My grandfather is in the nursing home dying. He is no longer eating, refusing food, and taking only water for the most part, in tiny sips or doses from a sponge, when he is able. His mind remains sharp, but his body is in rapid decline.

I hold this knowledge in my own limbs as I move through my day, acting as normal as possible, but knowing death is imminent. It's a precious time. A sacred time. These are days, moments of privilege and re-ordered priorities, as family members recognize the closeness of Francis Liewer's passing.

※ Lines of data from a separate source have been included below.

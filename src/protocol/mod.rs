//! Host protocol
//!
//! Event ids, routing information and the status payload format shared by
//! the bridge, the panel controller and the demo host.

pub mod events;
pub mod payload;

pub use events::{CommandEvent, InboundEvent, InboundKind, PanelCommand, Routing};
pub use payload::{parse_status, Action, ParsedStatus, StatusPayload};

Last Friday afternoon, in lieu of driving directly to Omaha, Nebraska, from St. Paul, Minnesota, to see my siblings, my husband and I changed routes and instead pointed our car to Norfolk, to St. Joseph's nursing home, where my grandfather had just been moved. It was a happy choice we made, shifting our course, and going to my hometown. My mother's voice the other end of the line -- tearful, weary, breaking in a rare occasion, after spending eight days next to her ailing father; Francois and I knew we were being called to grandpa's bedside.

At six months pregnant, I am not only emotional, but my body is larger than it's ever been, carrying baby and new weight, readying and making way toward giving birth. Tending to my grandfather's health brings all aspects of our human bodies and vulnerabilities into fuller awareness. Grandpa's thinning skin, his clammy fingers and touch, the bulging bed covers where underneath, I know, are further apparatus to aid him in blood and bodily fluid flow. I sit next to him at St. Joe's, hold his hand, moisten his dried, cracking lips with a damp cloth, and marvel at the proximity of age, death, wisdom, angels. Inside my own belly, baby Kiemde kicks and rocks, rolls over. The nearness of new life is almost enough to make me buckle: Grandpa's, my child's.

My dear friend Sr. Jill Underdahl recently wrote to me saying that, among other things, "St. Joseph is the patron saint of happy deaths." As a sister of St. Joseph of Carondelet in St. Paul, Jill shared this information about her order's namesake, expanding my prior knowledge of the saint. "Because it is imagined that both Jesus and Mary were present to Joseph at the time of his death, Joseph's death is called 'happy.'" This information makes me smile. In addition to being patron to carpenters, fathers, the universal church, Joseph is busy tending to the dying.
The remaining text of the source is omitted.